Eerst moet ernaar gekeken worden, welk doel de mens ermee wil bereiken, dat hij de medemens hiervan in kennis stelt. Of hiermee aardse voordelen beoogd worden of enkel en alleen de wil om te geven hem aanspoort. Er moet verder onderzocht worden, of hetgeen ontstaan is, geestelijke of aardse onderwerpen aanroert. Er moet op de aard van het ontstane gelet worden en op de instelling tegenover God van de mens, wiens geestelijk werkzaam zijn onderzocht moet worden.
Er kan nooit puur verstandsmatig een werk ontstaan, dat alleen maar zuiver geestelijke inhoud heeft, zonder de medewerking van God, dus het werkzaam zijn van Zijn geest. Want de wil om geestelijke vraagstukken op te lossen, heeft al het werkzaam zijn van de geest tot gevolg en als diens wil naar God toegekeerd is, dan moet de mens onvermijdelijk de juiste denkrichting hebben. Dat wil zeggen het gedachtengoed uit de geestelijke wereld in ontvangst nemen, dat hem door de eveneens met God verbonden geestelijke wereld toestroomt.
En zo blijft enkel de vraag open, waarom verschillende resultaten verspreid konden worden, die allemaal als een geestelijk werkzaam zijn neergezet konden worden. Er kan een onderscheid gemaakt worden of een mens ertoe geroepen is om goddelijke geestelijke gaven in ontvangst te nemen en te verspreiden, of dat hij zich ertoe geroepen waant. Of hij zichzelf een taak toe-eigent, voordat hij de innige verbinding met God tot stand gebracht heeft, alvorens hij wedergeboren werd in de geest.

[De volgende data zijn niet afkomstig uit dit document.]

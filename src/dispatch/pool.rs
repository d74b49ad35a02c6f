//! Bounded worker-pool dispatch.
//!
//! The pool runs one executor call per labeled job with at most
//! `capacity` in flight. It emits lifecycle events via a channel (the
//! receiver may be dropped; sends are best-effort) and blocks the caller
//! until every job has produced a result, a full barrier, because
//! verification and collation need complete knowledge of every job's
//! artifact before they can run.

use std::future::Future;
use std::sync::Arc;

use tokio::sync::{mpsc, Semaphore};
use tokio::task::JoinSet;

use crate::dispatch::job::{JobResult, JobSpec};
use crate::{Error, Result};

/// Events emitted by the pool for job lifecycle changes.
#[derive(Debug, Clone, PartialEq, Eq)]
pub enum JobEvent {
    /// A job has been admitted to an execution slot.
    Started {
        /// The job that started.
        id: String,
    },
    /// A job's executor call returned.
    Finished {
        /// The job that finished.
        id: String,
    },
}

/// Bounded set of execution slots for one dispatch batch.
///
/// # Example
///
/// ```ignore
/// use tokio::sync::mpsc;
/// use mxstar::dispatch::WorkerPool;
///
/// let (tx, mut rx) = mpsc::channel(100);
/// let pool = WorkerPool::new(4, tx);
/// let results = pool.dispatch(jobs, move |spec| {
///     let runner = runner.clone();
///     async move { runner.run(spec).await }
/// }).await?;
/// ```
pub struct WorkerPool {
    /// Maximum number of jobs executing concurrently.
    capacity: usize,
    /// Channel for emitting job events.
    event_tx: mpsc::Sender<JobEvent>,
}

impl WorkerPool {
    /// Create a pool with the given capacity.
    pub fn new(capacity: usize, event_tx: mpsc::Sender<JobEvent>) -> Self {
        Self { capacity, event_tx }
    }

    /// Maximum number of jobs executing concurrently.
    pub fn capacity(&self) -> usize {
        self.capacity
    }

    /// Run the executor once per job, at most `capacity` at a time.
    ///
    /// A slot freed by a finishing job immediately admits the next
    /// unstarted job; no batching, no priorities, no job is ever split
    /// across slots. Returns when **all** jobs have produced a result.
    /// Result order is completion order; each result carries its own id,
    /// so callers re-establish input order by sorting.
    ///
    /// A job's own failure is never pool-fatal (executors report trouble
    /// inside their `JobResult`); only a failure of the pooling mechanism
    /// itself aborts the batch.
    pub async fn dispatch<R, Fut>(&self, jobs: Vec<JobSpec>, run: R) -> Result<Vec<JobResult>>
    where
        R: Fn(JobSpec) -> Fut + Send + Sync + 'static,
        Fut: Future<Output = JobResult> + Send + 'static,
    {
        let total = jobs.len();
        let semaphore = Arc::new(Semaphore::new(self.capacity));
        let run = Arc::new(run);
        let mut workers: JoinSet<Result<JobResult>> = JoinSet::new();

        for spec in jobs {
            let semaphore = semaphore.clone();
            let run = run.clone();
            let event_tx = self.event_tx.clone();
            workers.spawn(async move {
                let _permit = semaphore
                    .acquire_owned()
                    .await
                    .map_err(|_| Error::PoolClosed)?;

                let id = spec.id.clone();
                let _ = event_tx.send(JobEvent::Started { id: id.clone() }).await;
                let result = run(spec).await;
                let _ = event_tx.send(JobEvent::Finished { id }).await;
                Ok(result)
            });
        }

        let mut results = Vec::with_capacity(total);
        while let Some(joined) = workers.join_next().await {
            let result = joined.map_err(|e| Error::TaskJoin(e.to_string()))??;
            results.push(result);
        }
        Ok(results)
    }
}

De wedergeboorte van de geest moet eraan voorafgegaan zijn, voordat de geest werkzaam kan worden in de mens. Maar de wedergeboorte van de geest is er niet steeds aan voorafgegaan en desondanks werden met gebruikmaking van het wereldse verstand geestelijke vragen opgeworpen en beantwoord. En zodoende ontstonden leringen, die van elkaar afwijken en die er allen aanspraak op maken om als waarheid erkend te worden. Geestelijke vraagstukken werden alleen maar verstandsmatig opgelost, die voor wat betreft de waarheid alleen maar door de geest uit God opgelost kunnen worden.

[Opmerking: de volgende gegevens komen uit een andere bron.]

//! Run summary persistence.
//!
//! Assembled by the driver from the core's outputs, append-only while the
//! run is in flight, sealed and written once at the end. The summary is
//! kept even when the combined log file is discarded.

use chrono::{DateTime, Utc};
use serde::{Deserialize, Serialize};
use std::fs;
use std::path::{Path, PathBuf};

use crate::Result;

/// File name of the sealed summary inside the run directory.
pub const SUMMARY_FILE: &str = "mxstar_summary.json";

#[derive(Debug, Serialize, Deserialize)]
pub struct RunSummary {
    pub started_at: DateTime<Utc>,
    pub finished_at: DateTime<Utc>,
    /// Per-job output traces, ordered by ascending job id.
    pub per_job_logs: Vec<String>,
    /// Ids whose working directory lacked the expected artifact, ascending.
    pub failed_ids: Vec<String>,
}

impl RunSummary {
    /// Write the sealed summary into the run directory.
    ///
    /// Writes to a temporary file first and renames into place, so a crash
    /// mid-write never leaves a truncated summary behind.
    pub fn save(&self, run_dir: &Path) -> Result<PathBuf> {
        let path = run_dir.join(SUMMARY_FILE);
        let contents = serde_json::to_string_pretty(self)?;

        let temp_path = path.with_extension("json.tmp");
        fs::write(&temp_path, &contents)?;
        fs::rename(&temp_path, &path)?;

        Ok(path)
    }

    pub fn load(path: &Path) -> Result<Self> {
        let contents = fs::read_to_string(path)?;
        Ok(serde_json::from_str(&contents)?)
    }
}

Maar de geest uit God kan alleen maar werkzaam zijn, wanneer de mens wedergeboren is in de geest. Wanneer hij in een innige, eenvoudige verbinding met God staat en naar niets anders verlangt, dan goddelijke waarheid te ontvangen in het diepste bewustzijn van zijn toebehoren aan God en in het vurige verlangen naar de definitieve vereniging met Hem. Hem wordt de zuiverste waarheid toegestuurd en de resultaten van zulke mensen moeten onvermijdelijk overeenstemmen.
De mensen kunnen de mate van overgave aan God niet beoordelen, maar God doorziet hen en Hij kiest degenen, die Hem moeten dienen, omdat Hij hun wil en hun bereidheid daartoe herkent. Er moet een innige verhouding bestaan tussen de mens en God, want deze innige verhouding is de voorwaarde voor de werkzaamheid van de geest in hem en door hem. Maar die innige verhouding kan ook alleen maar schijnbaar voor de mensen tot stand gebracht worden, door hen, die geloven geroepen te zijn en het toch niet zijn.
Want noch het verstand, noch de rang, noch geloofsbelijdenissen, noch functies zijn doorslaggevend voor het werkzaam zijn van de geest, maar enkel de gesteldheid van het hart, die voor God toch niet verborgen blijft. Bijgevolg kan niet daar de wijsheid en de waarheid gezocht en verwacht worden, waar de menselijke wil er een beroep van gemaakt heeft, want de roeping moet alleen van God komen en die mens zal geroepen worden, die zich door activiteiten in liefde voor Zijn genade waardig maakt. Die door werkzaam te zijn in liefde de ketenen van de geest losmaakt, dus zijn ziel voor de geestelijke toestroom van buiten opent. Deze kiest God tot Zijn medewerkers, doordat Hij hun de waarheid geeft, opdat ze deze weer onderwijzend door kunnen geven. En de kennis van degenen, die zodoende door God onderwezen werden, zal overeenstemmen en geen afwijkingen van elkaar bevatten.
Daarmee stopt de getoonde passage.